There are supposed to be a couple of variations that are much easier to open coming down the pipe.
Sheer, unadulterated evil?
Here’s a few others that share your frustrations. Me?… When I was 10, I thought it was funny to gift wrap $10 worth of quarters individually in Duct Tape…. I guess the “Space Devil” had a better plan.
3M. We don’t make the product. We make the product practically impossible to open. I’ve come up the with a term: “Alcatraz packaging.”
The solution is pruning shears.
Yes, but what if you buy pruning shears and THEY’RE Alcatraz packed?
I have never had any trouble cutting into a clamshell plastic package using the serrated blade on my Spyderco Clipit, and after 20 years that thing is not factory sharp.
John Burgess nails it: Clamshell Packaging.
I usually resort to an X-Acto knife and a broad, clear, flat surface. And a lot of cursing. Oh, yeah, a box of Bandaids nearby.
I call it a secret plot by the Aspirin Manufacturers association.
I use kitchen shears. The kind that comes with knife sets, and is designed to snip through bones.
My genius wife did come up with a good observation on how to deal with these demonic packages:
Use a pair of hearty scissors to cut off the top and then cut deep into the left or right side. Then they’re much easier to just pry apart.

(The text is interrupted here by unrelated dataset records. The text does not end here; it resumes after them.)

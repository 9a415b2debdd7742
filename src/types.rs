//! Core types for the change feed.

use crate::error::{FeedError, Result};
use chrono::{DateTime, Utc};
use serde::{Deserialize, Serialize};
use std::fmt;

/// Store-assigned record identifier.
#[derive(Clone, PartialEq, Eq, Hash, PartialOrd, Ord, Serialize, Deserialize)]
#[serde(transparent)]
pub struct RecordId(pub String);

impl RecordId {
    /// Generate an identifier for a record created at log position `sequence`.
    ///
    /// Layout matches a 12-byte object id: 4 bytes of unix seconds followed by
    /// the 8-byte sequence, hex encoded.
    pub fn generate(created_on: DateTime<Utc>, sequence: Sequence) -> Self {
        // Seconds outside the u32 range clamp to its bounds.
        let seconds = created_on.timestamp().clamp(0, i64::from(u32::MAX)) as u32;
        let mut bytes = [0u8; 12];
        bytes[..4].copy_from_slice(&seconds.to_be_bytes());
        bytes[4..].copy_from_slice(&sequence.0.to_be_bytes());
        RecordId(hex::encode(bytes))
    }

    pub fn as_str(&self) -> &str {
        &self.0
    }
}

impl From<&str> for RecordId {
    fn from(s: &str) -> Self {
        RecordId(s.to_string())
    }
}

impl From<String> for RecordId {
    fn from(s: String) -> Self {
        RecordId(s)
    }
}

impl fmt::Debug for RecordId {
    fn fmt(&self, f: &mut fmt::Formatter<'_>) -> fmt::Result {
        write!(f, "RecordId({})", self.0)
    }
}

impl fmt::Display for RecordId {
    fn fmt(&self, f: &mut fmt::Formatter<'_>) -> fmt::Result {
        write!(f, "{}", self.0)
    }
}

/// Position of an operation in a collection's log.
#[derive(Clone, Copy, PartialEq, Eq, PartialOrd, Ord, Hash, Serialize, Deserialize, Default)]
pub struct Sequence(pub u64);

impl fmt::Debug for Sequence {
    fn fmt(&self, f: &mut fmt::Formatter<'_>) -> fmt::Result {
        write!(f, "Seq({})", self.0)
    }
}

impl Sequence {
    pub fn next(self) -> Self {
        Sequence(self.0 + 1)
    }
}

/// A committed document, the unit of propagation.
///
/// Field names on the wire are camelCase (`createdBy`, `createdOn`) and
/// `createdOn` is RFC 3339 in UTC.
#[derive(Clone, Debug, PartialEq, Eq, Serialize, Deserialize)]
#[serde(rename_all = "camelCase")]
pub struct Record {
    pub id: RecordId,
    pub created_by: String,
    pub created_on: DateTime<Utc>,
    pub title: String,
    #[serde(default)]
    pub description: String,
    pub content: String,
}

impl Record {
    /// Check the required fields are present.
    pub fn validate(&self) -> Result<()> {
        if self.id.0.is_empty() {
            return Err(FeedError::InvalidRecord("id must not be empty".into()));
        }
        if self.created_by.trim().is_empty() {
            return Err(FeedError::InvalidRecord("createdBy must not be empty".into()));
        }
        if self.title.trim().is_empty() {
            return Err(FeedError::InvalidRecord("title must not be empty".into()));
        }
        if self.content.is_empty() {
            return Err(FeedError::InvalidRecord("content must not be empty".into()));
        }
        Ok(())
    }

    /// Apply field changes, returning the resulting document.
    pub fn with_changes(&self, changes: &RecordChanges) -> Record {
        let mut updated = self.clone();
        if let Some(ref title) = changes.title {
            updated.title = title.clone();
        }
        if let Some(ref description) = changes.description {
            updated.description = description.clone();
        }
        if let Some(ref content) = changes.content {
            updated.content = content.clone();
        }
        updated
    }
}

/// Input for inserting a record (id and timestamp optional).
#[derive(Clone, Debug, Default)]
pub struct NewRecord {
    pub id: Option<RecordId>,
    pub created_by: String,
    pub created_on: Option<DateTime<Utc>>,
    pub title: String,
    pub description: String,
    pub content: String,
}

impl NewRecord {
    pub fn new(created_by: impl Into<String>, title: impl Into<String>) -> Self {
        Self {
            created_by: created_by.into(),
            title: title.into(),
            ..Default::default()
        }
    }

    pub fn with_id(mut self, id: impl Into<RecordId>) -> Self {
        self.id = Some(id.into());
        self
    }

    pub fn with_created_on(mut self, created_on: DateTime<Utc>) -> Self {
        self.created_on = Some(created_on);
        self
    }

    pub fn with_description(mut self, description: impl Into<String>) -> Self {
        self.description = description.into();
        self
    }

    pub fn with_content(mut self, content: impl Into<String>) -> Self {
        self.content = content.into();
        self
    }

    /// Resolve into a validated record committed at `sequence`.
    pub fn into_record(self, sequence: Sequence) -> Result<Record> {
        let created_on = self.created_on.unwrap_or_else(Utc::now);
        let id = self
            .id
            .unwrap_or_else(|| RecordId::generate(created_on, sequence));

        let record = Record {
            id,
            created_by: self.created_by,
            created_on,
            title: self.title,
            description: self.description,
            content: self.content,
        };
        record.validate()?;
        Ok(record)
    }
}

/// Field changes for an update operation.
#[derive(Clone, Debug, Default)]
pub struct RecordChanges {
    pub title: Option<String>,
    pub description: Option<String>,
    pub content: Option<String>,
}

impl RecordChanges {
    pub fn title(title: impl Into<String>) -> Self {
        Self {
            title: Some(title.into()),
            ..Default::default()
        }
    }

    pub fn content(content: impl Into<String>) -> Self {
        Self {
            content: Some(content.into()),
            ..Default::default()
        }
    }
}

/// Kind of operation recorded in the log.
#[derive(Clone, Copy, Debug, PartialEq, Eq, Hash, Serialize, Deserialize)]
#[serde(rename_all = "snake_case")]
pub enum OperationKind {
    Create,
    Update,
    Delete,
}

impl OperationKind {
    pub(crate) fn to_byte(self) -> u8 {
        match self {
            OperationKind::Create => 0,
            OperationKind::Update => 1,
            OperationKind::Delete => 2,
        }
    }

    pub(crate) fn from_byte(b: u8) -> Option<Self> {
        match b {
            0 => Some(OperationKind::Create),
            1 => Some(OperationKind::Update),
            2 => Some(OperationKind::Delete),
            _ => None,
        }
    }
}

/// An entry of the operation log.
#[derive(Clone, Debug, PartialEq, Serialize, Deserialize)]
pub struct ChangeEvent {
    pub sequence: Sequence,
    pub kind: OperationKind,
    pub record_id: RecordId,
    /// Full resulting document (None for deletes).
    pub document: Option<Record>,
}

impl ChangeEvent {
    /// Take the document if this event created it.
    pub fn into_created(self) -> Option<Record> {
        match self.kind {
            OperationKind::Create => self.document,
            _ => None,
        }
    }
}

/// How far a watch session has consumed the log.
///
/// `offset` is the byte offset for file-backed logs and zero otherwise.
#[derive(Clone, Copy, Debug, PartialEq, Eq, Default)]
pub struct CursorPosition {
    /// Next sequence the session will read.
    pub next: Sequence,
    pub offset: u64,
}
//! Process-wide cancellation signal.
//!
//! Cancelling drops the only sender of an internal channel, so every waiter
//! parked on the receiver wakes at once with `Disconnected`. Waiting is a
//! blocking park on the channel, never a spin.
//!
//! A [`child`](CancellationToken::child) token is cancelled with its parent
//! but can also be cancelled alone, leaving the parent untouched.

use crossbeam_channel::{bounded, Receiver, Select, Sender};
use parking_lot::Mutex;
use std::sync::atomic::{AtomicBool, Ordering};
use std::sync::Arc;
use std::time::Duration;

struct Inner {
    cancelled: AtomicBool,
    trigger: Mutex<Option<Sender<()>>>,
    waiter: Receiver<()>,
    parent: Option<CancellationToken>,
}

/// Cloneable handle; all clones observe the same cancellation.
#[derive(Clone)]
pub struct CancellationToken {
    inner: Arc<Inner>,
}

impl CancellationToken {
    pub fn new() -> Self {
        Self::with_parent(None)
    }

    fn with_parent(parent: Option<CancellationToken>) -> Self {
        let (trigger, waiter) = bounded(0);
        Self {
            inner: Arc::new(Inner {
                cancelled: AtomicBool::new(false),
                trigger: Mutex::new(Some(trigger)),
                waiter,
                parent,
            }),
        }
    }

    /// New token cancelled whenever this one is. Cancelling the child does
    /// not propagate upwards.
    pub fn child(&self) -> Self {
        Self::with_parent(Some(self.clone()))
    }

    /// Fire the signal. Idempotent.
    pub fn cancel(&self) {
        self.inner.cancelled.store(true, Ordering::Release);
        self.inner.trigger.lock().take();
    }

    pub fn is_cancelled(&self) -> bool {
        self.inner.cancelled.load(Ordering::Acquire)
            || self.inner.parent.as_ref().map_or(false, |p| p.is_cancelled())
    }

    /// Park for up to `timeout`. Returns true if cancelled meanwhile.
    pub fn wait_timeout(&self, timeout: Duration) -> bool {
        if self.is_cancelled() {
            return true;
        }

        let waiters = self.waiters();
        let mut select = Select::new();
        for waiter in &waiters {
            select.recv(waiter);
        }
        match select.select_timeout(timeout) {
            Ok(op) => {
                let index = op.index();
                // Only ever disconnected; the value is irrelevant.
                let _ = op.recv(waiters[index]);
                true
            }
            Err(_) => self.is_cancelled(),
        }
    }

    /// Receivers that become ready (disconnected) when this token is
    /// cancelled, own first then ancestors. Register all of them in a
    /// [`Select`] to wait for cancellation alongside other channels.
    pub fn waiters(&self) -> Vec<&Receiver<()>> {
        let mut waiters = vec![&self.inner.waiter];
        let mut current = self.inner.parent.as_ref();
        while let Some(token) = current {
            waiters.push(&token.inner.waiter);
            current = token.inner.parent.as_ref();
        }
        waiters
    }
}

impl Default for CancellationToken {
    fn default() -> Self {
        Self::new()
    }
}

impl std::fmt::Debug for CancellationToken {
    fn fmt(&self, f: &mut std::fmt::Formatter<'_>) -> std::fmt::Result {
        f.debug_struct("CancellationToken")
            .field("cancelled", &self.is_cancelled())
            .field("child", &self.inner.parent.is_some())
            .finish()
    }
}

#[cfg(test)]
mod tests {
    use super::*;
    use std::thread;
    use std::time::Instant;

    #[test]
    fn test_wait_times_out_when_not_cancelled() {
        let token = CancellationToken::new();
        let start = Instant::now();
        assert!(!token.wait_timeout(Duration::from_millis(30)));
        assert!(start.elapsed() >= Duration::from_millis(30));
    }

    #[test]
    fn test_cancel_wakes_waiter() {
        let token = CancellationToken::new();
        let waiter = token.clone();

        let handle = thread::spawn(move || {
            let start = Instant::now();
            let cancelled = waiter.wait_timeout(Duration::from_secs(10));
            (cancelled, start.elapsed())
        });

        thread::sleep(Duration::from_millis(20));
        token.cancel();

        let (cancelled, waited) = handle.join().unwrap();
        assert!(cancelled);
        assert!(waited < Duration::from_secs(5));
    }

    #[test]
    fn test_cancel_is_idempotent() {
        let token = CancellationToken::new();
        token.cancel();
        token.cancel();
        assert!(token.is_cancelled());
        assert!(token.wait_timeout(Duration::from_secs(10)));
    }

    #[test]
    fn test_parent_cancels_child() {
        let parent = CancellationToken::new();
        let child = parent.child();
        let grandchild = child.child();

        let handle = {
            let grandchild = grandchild.clone();
            thread::spawn(move || grandchild.wait_timeout(Duration::from_secs(10)))
        };

        thread::sleep(Duration::from_millis(20));
        parent.cancel();

        assert!(handle.join().unwrap());
        assert!(child.is_cancelled());
        assert!(grandchild.is_cancelled());
    }

    #[test]
    fn test_child_cancel_leaves_parent() {
        let parent = CancellationToken::new();
        let child = parent.child();

        child.cancel();
        assert!(child.is_cancelled());
        assert!(child.wait_timeout(Duration::from_secs(10)));
        assert!(!parent.is_cancelled());
        assert!(!parent.wait_timeout(Duration::from_millis(10)));
        assert_eq!(child.waiters().len(), 2);
    }
}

I use a slight modification of that to the same result. I cut a horseshoe opening. Of course, that doesn’t take care of that seconf piece of plastic that is designed in such a way taht it fits into an opening well, but is almost impossible to get back out.
In my glove compartment, I carry a knife. The kind you pull open and out pops the most deadly looking and razor sharp 6-inch blade you’ve ever seen. (Not a switchblade. They are illegal around here, and I wouldn’t want my guns confiscated.)
That’s my cut-open-the-clamsheel shiv. I buy a lot of old collector cameras and related gear on eBay, and have it shipped to my Mount Horeb, Wisconsin post office box. Not wanting to carry home all the boxes and the crap they stuff in there to protect my goodies, I snap open that blade to cut the boxes open quickly. I have seen the jaws drop on the faces of some of the villagers when they look at that knife.
And that puts a faint smile on my face. Every now and then.
Arnold Harris
Mount Horeb WI
Tim,
That’s why we have guns.
TallDave,
Do we use the guns on the package, the retailers or against the people who design the package?
Tim:
Why limit yourself to just one of them?
What I don’t quite get is why stores like this kind of packaging. Yeah, I get the anti-theft bit, but since the customer has to essentially destroy the packaging to remove the item, doesn’t it give the store significant “returns” headaches?
I hate clamshell packaging with the burning hot hatred of 1,000 suns.
They make a tool now expressly for opening clamshell packaging. I saw it advertised somewhere. They make one for opening CD cases, too.